//! Common library for the site backend
//!
//! This crate provides the infrastructure shared by the services: the
//! PostgreSQL pool, the Redis client, the document store abstraction with
//! its Postgres and in-memory implementations, and their error types.

pub mod cache;
pub mod database;
pub mod error;
pub mod store;

/// Example usage of the document store
///
/// ```rust,no_run
/// use common::database::{DatabaseConfig, init_pool, migrate};
/// use common::store::{DocumentStore, Filter, PgDocumentStore};
///
/// #[tokio::main]
/// async fn main() -> Result<(), Box<dyn std::error::Error>> {
///     let config = DatabaseConfig::from_env()?;
///     let pool = init_pool(&config).await?;
///     migrate(&pool).await?;
///     let store = PgDocumentStore::new(pool);
///     let drafts = store.count("news", &Filter::new().eq("status", "draft")).await?;
///     println!("Draft posts: {}", drafts);
///     Ok(())
/// }
/// ```
pub fn example_usage() {}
══════
• [REQUIREMENT] If a line in the listing holds the word "main", list that line.

• [EXERCISE SOLUTION]
/// #[tokio::main]
/// async fn main() -> Result<(), Box<dyn std::error::Error>> {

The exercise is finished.